Exercise materials →
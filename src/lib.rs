//! # taskpulse
//!
//! **taskpulse** is the event-driven lifecycle subsystem for a task manager:
//! it publishes task state-change events, regenerates recurring tasks when
//! occurrences complete, schedules durable reminders, and records
//! notification deliveries idempotently.
//!
//! The crate is transport-agnostic: the broker, the durable timer service
//! and the task store are abstract port traits. Deployment tooling binds
//! them and wires broker push-routes onto the [`Dispatcher`].
//!
//! ## Architecture
//! ```text
//!  task mutation (external CRUD store)
//!        │
//!        ▼
//!  ┌────────────┐   envelope    ┌──────────────────────────────┐
//!  │ Publisher  ├──────────────►│ Broker (abstract, durable)   │
//!  │ (never     │               │  topic: task-events          │
//!  │  blocks    │               │  topic: reminders            │
//!  │  caller)   │               └──────┬───────────────────────┘
//!  └────────────┘                      │ push (at-least-once)
//!        ▲                             ▼
//!        │                      ┌─────────────────┐
//!        │                      │   Dispatcher    │ parse → route → ack
//!        │                      └──┬───────────┬──┘
//!        │              completed  │           │  reminder
//!        │                         ▼           ▼
//!        │              ┌──────────────────┐ ┌──────────────────────┐
//!        │              │ RecurrenceEngine │ │ NotificationRecorder │
//!        │              │ (next occurrence,│ │ (insert-if-absent on │
//!        │              │  insert-if-      │ │  task id + fire time)│
//!        │              │  absent on       │ └──────────────────────┘
//!        │              │  parent link)    │
//!        │              └────────┬─────────┘
//!        │       created event   │
//!        └───────────────────────┘
//!
//!  ReminderScheduler (outside the event flow):
//!    register(task, due, offset) ──► RegistrationStore + CallbackScheduler
//!    fire(registration_id)       ──► checks → Publisher(reminder)
//!
//!  ReconcileSweep (periodic): completed recurring tasks without a
//!  successor ──► RecurrenceEngine::spawn_next (idempotent replay)
//! ```
//!
//! ## Guarantees
//! | Concern              | Approach                                                              |
//! |----------------------|-----------------------------------------------------------------------|
//! | **Delivery**         | At-least-once from the broker; consumers deduplicate                  |
//! | **Idempotency**      | Atomic conditional inserts against durable storage, never locks       |
//! | **Cadence**          | Next occurrence from the task's own due timestamp, never "now"        |
//! | **Mutation safety**  | Publish failures are logged and dropped, never surfaced to the caller |
//! | **Restart safety**   | No in-process timers or caches; all state behind durable ports        |
//! | **Poison messages**  | Malformed envelopes acknowledged and dropped, never retried           |
//!
//! ## Example
//! ```rust,no_run
//! use std::sync::Arc;
//! use taskpulse::adapters::memory::{MemoryBroker, MemoryNotifications, MemoryTaskStore};
//! use taskpulse::{
//!     Config, Dispatcher, EventType, NotificationRecorder, Publisher, RecurrenceEngine,
//!     TaskSnapshot, Topic,
//! };
//!
//! #[tokio::main(flavor = "current_thread")]
//! async fn main() {
//!     let cfg = Config::default();
//!     let broker = Arc::new(MemoryBroker::new());
//!     let store = Arc::new(MemoryTaskStore::new());
//!     let publisher = Publisher::new(broker.clone(), cfg.clone());
//!
//!     // Static route table, built once at startup.
//!     let dispatcher = Dispatcher::builder()
//!         .on(
//!             EventType::Completed,
//!             Arc::new(RecurrenceEngine::new(store.clone(), publisher.clone())),
//!         )
//!         .on(
//!             EventType::Reminder,
//!             Arc::new(NotificationRecorder::new(Arc::new(MemoryNotifications::new()))),
//!         )
//!         .build();
//!
//!     // A mutation happened elsewhere; publish its event.
//!     let task = TaskSnapshot::new(1, "user-1", "Standup");
//!     publisher.publish(EventType::Created, task, "user-1").await;
//!
//!     // The broker pushes payloads back at the receive surface.
//!     for (_topic, envelope) in broker.take() {
//!         dispatcher
//!             .receive(Topic::TaskEvents, &envelope.to_json().unwrap())
//!             .await;
//!     }
//! }
//! ```

mod config;
mod error;
mod publisher;

pub mod adapters;
pub mod dispatch;
pub mod events;
pub mod notifications;
pub mod ports;
pub mod recurrence;
pub mod reminders;

// ---- Public re-exports ----

pub use config::Config;
pub use dispatch::{Ack, Dispatcher, DispatcherBuilder, Disposition, Handle};
pub use error::{
    CallbackError, HandlerError, PatternError, PublishError, ScheduleError, StoreError,
};
pub use events::{Envelope, EventType, TaskSnapshot, Topic};
pub use notifications::{DeliveryStatus, NotificationRecord, NotificationRecorder};
pub use publisher::{PublishOutcome, Publisher};
pub use recurrence::{ReconcileSweep, RecurrenceEngine, RecurrencePattern};
pub use reminders::{FireOutcome, ReminderRegistration, ReminderScheduler};
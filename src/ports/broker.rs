//! # Broker port: durable publish/subscribe transport.
//!
//! The subsystem assumes only an abstract broker capability: named durable
//! topics, publish, and push delivery with at-least-once semantics. The
//! concrete product (Kafka behind a sidecar, NATS, anything with durable
//! topics) lives behind this trait.
//!
//! Push delivery is *not* part of the trait — the broker side of the
//! deployment calls [`Dispatcher::receive`](crate::Dispatcher::receive) with
//! the raw payload, one route per topic.

use async_trait::async_trait;

use crate::error::PublishError;
use crate::events::Envelope;

/// Durable publish capability.
///
/// Implementations are called from the [`Publisher`](crate::Publisher) with a
/// timeout already applied around the whole call; they should not retry
/// internally beyond what their transport needs.
#[async_trait]
pub trait Broker: Send + Sync + 'static {
    /// Pushes one envelope to the named topic.
    async fn publish(&self, topic: &str, envelope: &Envelope) -> Result<(), PublishError>;
}
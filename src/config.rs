//! # Subsystem configuration.
//!
//! Provides [`Config`] — centralized settings for topics, timeouts and the
//! reconciliation sweep cadence.
//!
//! Config is used in three places:
//! 1. **Publisher**: topic names and the broker push timeout.
//! 2. **Reminder scheduler**: the due-drift tolerance applied on firing.
//! 3. **Reconcile sweep**: the sweep interval.
//!
//! Deployment tooling owns the actual values; [`Config::from_env`] reads the
//! conventional environment variables and falls back to defaults for anything
//! unset or unparseable.

use std::time::Duration;

use crate::events::Topic;

/// Global configuration for the event subsystem.
///
/// ## Field semantics
/// - `task_events_topic`: broker topic for `created/updated/completed/deleted`
/// - `reminders_topic`: broker topic for `reminder` events
/// - `publish_timeout`: upper bound on a single broker push
/// - `due_drift`: tolerated distance between a registration's fire time and
///   the fire time recomputed from the task's current due timestamp
/// - `sweep_interval`: cadence of the missed-occurrence reconciliation sweep
#[derive(Clone, Debug)]
pub struct Config {
    /// Topic carrying task state-change events.
    pub task_events_topic: String,

    /// Topic carrying reminder events.
    pub reminders_topic: String,

    /// Maximum time to wait for a single broker push before dropping the envelope.
    pub publish_timeout: Duration,

    /// Tolerated drift between registered and recomputed reminder fire times.
    ///
    /// A firing whose registration disagrees with the task's current due
    /// timestamp by more than this is treated as stale and skipped.
    pub due_drift: Duration,

    /// Interval between reconciliation sweep passes.
    pub sweep_interval: Duration,
}

impl Config {
    /// Returns the configured name for the given topic.
    #[inline]
    pub fn topic_name(&self, topic: Topic) -> &str {
        match topic {
            Topic::TaskEvents => &self.task_events_topic,
            Topic::Reminders => &self.reminders_topic,
        }
    }

    /// Builds a config from environment variables, using defaults for
    /// anything unset or unparseable.
    ///
    /// ## Variables
    /// - `TASKPULSE_TASK_EVENTS_TOPIC`
    /// - `TASKPULSE_REMINDERS_TOPIC`
    /// - `TASKPULSE_PUBLISH_TIMEOUT_MS`
    /// - `TASKPULSE_DUE_DRIFT_SECS`
    /// - `TASKPULSE_SWEEP_INTERVAL_SECS`
    pub fn from_env() -> Self {
        let mut cfg = Self::default();

        if let Ok(v) = std::env::var("TASKPULSE_TASK_EVENTS_TOPIC") {
            if !v.is_empty() {
                cfg.task_events_topic = v;
            }
        }
        if let Ok(v) = std::env::var("TASKPULSE_REMINDERS_TOPIC") {
            if !v.is_empty() {
                cfg.reminders_topic = v;
            }
        }
        if let Some(ms) = env_u64("TASKPULSE_PUBLISH_TIMEOUT_MS") {
            cfg.publish_timeout = Duration::from_millis(ms);
        }
        if let Some(secs) = env_u64("TASKPULSE_DUE_DRIFT_SECS") {
            cfg.due_drift = Duration::from_secs(secs);
        }
        if let Some(secs) = env_u64("TASKPULSE_SWEEP_INTERVAL_SECS") {
            cfg.sweep_interval = Duration::from_secs(secs);
        }
        cfg
    }
}

fn env_u64(name: &str) -> Option<u64> {
    std::env::var(name).ok()?.parse().ok()
}

impl Default for Config {
    /// Default configuration:
    ///
    /// - `task_events_topic = "task-events"`
    /// - `reminders_topic = "reminders"`
    /// - `publish_timeout = 5s`
    /// - `due_drift = 60s`
    /// - `sweep_interval = 300s`
    fn default() -> Self {
        Self {
            task_events_topic: "task-events".to_string(),
            reminders_topic: "reminders".to_string(),
            publish_timeout: Duration::from_secs(5),
            due_drift: Duration::from_secs(60),
            sweep_interval: Duration::from_secs(300),
        }
    }
}

#[cfg(test)]
mod tests {
    use super::*;

    #[test]
    fn defaults_match_wire_contract() {
        let cfg = Config::default();
        assert_eq!(cfg.topic_name(Topic::TaskEvents), "task-events");
        assert_eq!(cfg.topic_name(Topic::Reminders), "reminders");
        assert_eq!(cfg.publish_timeout, Duration::from_secs(5));
    }
}
//! # Scheduled-callback port: durable fire-once timers.
//!
//! Reminders must survive process restarts, so there is no in-process timer
//! heap. Registration hands `(registration_id, fire_at)` to an external
//! capability; when the time arrives, the deployment invokes
//! [`ReminderScheduler::fire`](crate::ReminderScheduler::fire) with the same
//! registration id.

use async_trait::async_trait;
use chrono::{DateTime, Utc};

use crate::error::CallbackError;

/// Durable fire-once-at-time-T capability.
///
/// Keyed by registration id so that a registration can be canceled when the
/// task's due time or offset changes, or when the task is deleted.
#[async_trait]
pub trait CallbackScheduler: Send + Sync + 'static {
    /// Schedules a durable callback for `fire_at`, keyed by `registration_id`.
    async fn schedule(
        &self,
        registration_id: &str,
        fire_at: DateTime<Utc>,
    ) -> Result<(), CallbackError>;

    /// Cancels the callback with the given registration id.
    ///
    /// Canceling an unknown id is a no-op — the firing path tolerates stale
    /// callbacks anyway.
    async fn cancel(&self, registration_id: &str) -> Result<(), CallbackError>;
}
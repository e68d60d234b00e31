//! Broker topics carrying subsystem events.
//!
//! Two topics exist: task state changes and reminders. The mapping from
//! event type to topic is static; the *names* of the topics are deployment
//! configuration ([`Config::topic_name`](crate::Config::topic_name)).

/// Logical broker topic.
///
/// The receive surface is keyed by this enum — deployment tooling maps one
/// push route per topic onto [`Dispatcher::receive`](crate::Dispatcher::receive).
#[derive(Debug, Clone, Copy, PartialEq, Eq, Hash)]
pub enum Topic {
    /// `created` / `updated` / `completed` / `deleted` events.
    TaskEvents,
    /// `reminder` events.
    Reminders,
}

impl Topic {
    /// Returns the default topic name (snake-case wire convention).
    pub fn default_name(&self) -> &'static str {
        match self {
            Topic::TaskEvents => "task-events",
            Topic::Reminders => "reminders",
        }
    }
}

impl std::fmt::Display for Topic {
    fn fmt(&self, f: &mut std::fmt::Formatter<'_>) -> std::fmt::Result {
        f.write_str(self.default_name())
    }
}
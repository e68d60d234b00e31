//! External capability boundaries, modeled as object-safe async traits.
//!
//! The subsystem talks to four kinds of collaborator, all abstract:
//!
//! - [`Broker`] — durable topic publish (push delivery arrives at the
//!   [`Dispatcher`](crate::Dispatcher), outside this trait)
//! - [`CallbackScheduler`] — durable fire-once timers for reminders
//! - [`TaskStore`] — the external CRUD store, at its narrow boundary
//! - [`RegistrationStore`] / [`NotificationStore`] — durable state this
//!   subsystem owns
//!
//! Reference in-memory implementations live in
//! [`adapters::memory`](crate::adapters::memory).

mod broker;
mod callbacks;
mod state;
mod store;

pub use broker::Broker;
pub use callbacks::CallbackScheduler;
pub use state::{InsertOutcome, NotificationStore, RegistrationStore};
pub use store::{CreateOutcome, NewOccurrence, TaskStore};
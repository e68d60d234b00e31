//! Recurring tasks: pattern math, the completion handler, and reconciliation.
//!
//! ## Contents
//! - [`RecurrencePattern`] — `daily`/`weekly`/`biweekly`/`monthly`/cron parsing
//!   and next-occurrence computation anchored on the due timestamp
//! - [`RecurrenceEngine`] — `completed`-event handler that spawns successors
//! - [`ReconcileSweep`] — periodic recovery of occurrences lost to handler
//!   failures

mod engine;
mod pattern;
mod sweep;

pub use engine::RecurrenceEngine;
pub use pattern::RecurrencePattern;
pub use sweep::ReconcileSweep;
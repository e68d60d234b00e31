//! # Core handler trait
//!
//! `Handle` is the extension point for topic consumers. The
//! [`Dispatcher`](crate::Dispatcher) invokes one handler per
//! `(topic, event type)` route; handlers for different messages may run
//! concurrently on different dispatcher instances with no shared in-memory
//! state.
//!
//! ## Contract
//! - A returned `Err` is logged and the message is **acknowledged anyway** —
//!   handlers own their recovery (idempotent replay via the reconciliation
//!   sweep), not the broker's redelivery loop.
//! - Handlers must be idempotent under at-least-once delivery: the same
//!   envelope (same `event_id`) may arrive any number of times.

use async_trait::async_trait;

use crate::error::HandlerError;
use crate::events::Envelope;

/// Contract for event handlers.
///
/// Called from the dispatcher's receive path. Implementations should avoid
/// caching results across invocations — all cross-invocation state belongs
/// in durable storage.
#[async_trait]
pub trait Handle: Send + Sync + 'static {
    /// Handles a single envelope.
    ///
    /// # Parameters
    /// - `envelope`: Reference to the parsed envelope (does not transfer ownership)
    async fn on_event(&self, envelope: &Envelope) -> Result<(), HandlerError>;

    /// Human-readable name (for logs/metrics).
    fn name(&self) -> &'static str {
        std::any::type_name::<Self>()
    }
}
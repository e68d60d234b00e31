//! # Recurring task engine: spawns the next occurrence on completion.
//!
//! [`RecurrenceEngine`] consumes `completed` events for tasks carrying a
//! recurrence pattern and a due timestamp, computes the next occurrence from
//! the pattern and the task's **current due timestamp**, creates it through
//! the external task store, and publishes a `created` event for the new task.
//!
//! ## Rules
//! - **Fixed cadence**: the next due is derived from the completed task's
//!   due, never from "now" — late completion or late event delivery does not
//!   shift the schedule.
//! - **Idempotent**: occurrence creation is an atomic insert-if-absent keyed
//!   on the parent-occurrence link; duplicate `completed` deliveries create
//!   exactly one successor.
//! - **Invalid snapshots don't fail the message**: a missing due timestamp or
//!   unparseable pattern is logged and skipped — there is nothing redelivery
//!   could fix.
//!
//! Cancellation is separate: [`RecurrenceEngine::cancel_recurrence`] clears
//! the pattern on the *current* task so no further occurrences spawn once it
//! completes. Already-created future occurrences are untouched.

use std::sync::Arc;

use async_trait::async_trait;
use tracing::{debug, info, warn};

use crate::dispatch::Handle;
use crate::error::{HandlerError, StoreError};
use crate::events::{Envelope, EventType, TaskSnapshot};
use crate::ports::{CreateOutcome, NewOccurrence, TaskStore};
use crate::publisher::Publisher;
use crate::recurrence::RecurrencePattern;

/// Handler for `completed` events of recurring tasks.
pub struct RecurrenceEngine {
    store: Arc<dyn TaskStore>,
    publisher: Publisher,
}

impl RecurrenceEngine {
    /// Creates an engine over the given task store and publisher.
    pub fn new(store: Arc<dyn TaskStore>, publisher: Publisher) -> Self {
        Self { store, publisher }
    }

    /// Spawns the successor occurrence for a completed recurring task, if one
    /// is due and does not already exist.
    ///
    /// Returns the newly created snapshot, or `None` when the task is not
    /// eligible (no pattern, no due, pattern exhausted) or a successor
    /// already exists. Shared by the event path and the reconciliation sweep.
    pub async fn spawn_next(
        &self,
        completed: &TaskSnapshot,
    ) -> Result<Option<TaskSnapshot>, HandlerError> {
        let Some(pattern_str) = completed.recurrence.as_deref().filter(|p| !p.is_empty()) else {
            debug!(task_id = completed.id, "completed task is not recurring, skipping");
            return Ok(None);
        };

        let Some(due_at) = completed.due_at else {
            warn!(
                task_id = completed.id,
                "recurring task has no due timestamp, skipping (invalid snapshot)"
            );
            return Ok(None);
        };

        let pattern: RecurrencePattern = match pattern_str.parse() {
            Ok(p) => p,
            Err(e) => {
                warn!(
                    task_id = completed.id,
                    pattern = pattern_str,
                    error = %e,
                    "unparseable recurrence pattern, skipping"
                );
                return Ok(None);
            }
        };

        let Some(next_due) = pattern.next_after(due_at) else {
            debug!(
                task_id = completed.id,
                pattern = %pattern,
                "pattern yields no occurrence after current due"
            );
            return Ok(None);
        };

        let fields = NewOccurrence {
            owner_id: completed.owner_id.clone(),
            title: completed.title.clone(),
            tags: completed.tags.clone(),
            due_at: next_due,
            recurrence: pattern_str.to_string(),
            reminder_offset_seconds: completed.reminder_offset_seconds,
            parent_occurrence: completed.id,
        };

        match self.store.create_occurrence(fields).await? {
            CreateOutcome::Created(snapshot) => {
                info!(
                    task_id = completed.id,
                    next_id = snapshot.id,
                    next_due = %next_due,
                    "recurring occurrence created"
                );
                let owner = snapshot.owner_id.clone();
                self.publisher
                    .publish(EventType::Created, snapshot.clone(), owner)
                    .await;
                Ok(Some(snapshot))
            }
            CreateOutcome::AlreadyExists(existing) => {
                debug!(
                    task_id = completed.id,
                    next_id = existing.id,
                    "successor already exists, duplicate completion absorbed"
                );
                Ok(None)
            }
        }
    }

    /// Clears the recurrence pattern on a not-yet-completed task so no
    /// further occurrences are spawned once it eventually completes.
    ///
    /// Does not delete or modify occurrences that already exist.
    pub async fn cancel_recurrence(&self, task_id: i64) -> Result<(), StoreError> {
        self.store.update_recurrence(task_id, None).await?;
        info!(task_id, "recurrence canceled");
        Ok(())
    }
}

#[async_trait]
impl Handle for RecurrenceEngine {
    async fn on_event(&self, envelope: &Envelope) -> Result<(), HandlerError> {
        if envelope.event_type != EventType::Completed {
            return Ok(());
        }
        self.spawn_next(&envelope.task).await.map(|_| ())
    }

    fn name(&self) -> &'static str {
        "recurrence-engine"
    }
}

#[cfg(test)]
mod tests {
    use super::*;
    use chrono::{DateTime, Utc};

    use crate::adapters::memory::{MemoryBroker, MemoryTaskStore};
    use crate::config::Config;

    fn ts(s: &str) -> DateTime<Utc> {
        s.parse().unwrap()
    }

    fn standup(id: i64) -> TaskSnapshot {
        TaskSnapshot::new(id, "user-1", "Standup")
            .with_due_at(ts("2026-03-02T09:00:00Z"))
            .with_recurrence("weekly")
            .with_reminder_offset_seconds(3600)
            .with_tags(vec!["work".into()])
    }

    fn engine_with(
        store: Arc<MemoryTaskStore>,
    ) -> (RecurrenceEngine, Arc<MemoryBroker>) {
        let broker = Arc::new(MemoryBroker::new());
        let publisher = Publisher::new(broker.clone(), Config::default());
        (RecurrenceEngine::new(store, publisher), broker)
    }

    fn completed_envelope(task: &TaskSnapshot) -> Envelope {
        let mut completed = task.clone();
        completed.completed = true;
        Envelope::new(EventType::Completed, completed, task.owner_id.clone())
    }

    #[tokio::test]
    async fn next_occurrence_keeps_fixed_cadence() {
        let store = Arc::new(MemoryTaskStore::new());
        let task = standup(1);
        store.insert(task.clone());
        let (engine, broker) = engine_with(store.clone());

        // Completed late (Mon 09:15) — the event arrives whenever it arrives.
        engine
            .on_event(&completed_envelope(&task))
            .await
            .unwrap();

        let spawned = store.find_by_parent(1).expect("successor created");
        assert_eq!(spawned.due_at.unwrap(), ts("2026-03-09T09:00:00Z"));
        assert_eq!(spawned.title, "Standup");
        assert_eq!(spawned.tags, vec!["work".to_string()]);
        assert_eq!(spawned.recurrence.as_deref(), Some("weekly"));
        assert_eq!(spawned.reminder_offset_seconds, Some(3600));
        assert_eq!(spawned.parent_occurrence, Some(1));
        assert!(!spawned.completed);

        // The new task's created event went out on task-events.
        let published = broker.take();
        assert_eq!(published.len(), 1);
        assert_eq!(published[0].1.event_type, EventType::Created);
        assert_eq!(published[0].1.task.id, spawned.id);
    }

    #[tokio::test]
    async fn duplicate_completed_delivery_creates_one_successor() {
        let store = Arc::new(MemoryTaskStore::new());
        let task = standup(1);
        store.insert(task.clone());
        let (engine, broker) = engine_with(store.clone());

        let envelope = completed_envelope(&task);
        for _ in 0..4 {
            engine.on_event(&envelope).await.unwrap();
        }

        assert_eq!(store.children_of(1).len(), 1);
        // Only the first delivery published a created event.
        assert_eq!(broker.take().len(), 1);
    }

    #[tokio::test]
    async fn non_recurring_completion_is_ignored() {
        let store = Arc::new(MemoryTaskStore::new());
        let task = TaskSnapshot::new(1, "u", "one-shot").with_due_at(ts("2026-03-02T09:00:00Z"));
        store.insert(task.clone());
        let (engine, broker) = engine_with(store.clone());

        engine.on_event(&completed_envelope(&task)).await.unwrap();
        assert!(store.find_by_parent(1).is_none());
        assert!(broker.take().is_empty());
    }

    #[tokio::test]
    async fn recurring_without_due_is_skipped_not_failed() {
        let store = Arc::new(MemoryTaskStore::new());
        let mut task = TaskSnapshot::new(1, "u", "broken").with_recurrence("daily");
        task.completed = true;
        let (engine, _broker) = engine_with(store.clone());

        let result = engine
            .on_event(&Envelope::new(EventType::Completed, task, "u"))
            .await;
        assert!(result.is_ok());
        assert!(store.find_by_parent(1).is_none());
    }

    #[tokio::test]
    async fn other_event_types_are_no_ops() {
        let store = Arc::new(MemoryTaskStore::new());
        let task = standup(1);
        store.insert(task.clone());
        let (engine, _broker) = engine_with(store.clone());

        engine
            .on_event(&Envelope::new(EventType::Updated, task, "user-1"))
            .await
            .unwrap();
        assert!(store.find_by_parent(1).is_none());
    }

    #[tokio::test]
    async fn canceling_recurrence_stops_future_occurrences_only() {
        let store = Arc::new(MemoryTaskStore::new());
        let task = standup(1);
        store.insert(task.clone());
        let (engine, _broker) = engine_with(store.clone());

        // Occurrence K completes; K+1 is created.
        engine.on_event(&completed_envelope(&task)).await.unwrap();
        let second = store.find_by_parent(1).unwrap();

        // Cancel recurrence on the current (not-yet-completed) occurrence.
        engine.cancel_recurrence(second.id).await.unwrap();

        // Occurrence K is untouched, K+1 still exists.
        assert!(store.get_sync(1).is_some());
        let second_now = store.get_sync(second.id).unwrap();
        assert!(second_now.recurrence.is_none());

        // When K+1 eventually completes, no K+2 is spawned.
        engine
            .on_event(&completed_envelope(&second_now))
            .await
            .unwrap();
        assert!(store.find_by_parent(second.id).is_none());
    }
}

What is expected →
Take the entries above and copy out all lines with the string "late".

Expected output →
//!   due, never from "now" — late completion or late event delivery does not
        // Completed late (Mon 09:15) — the event arrives whenever it arrives.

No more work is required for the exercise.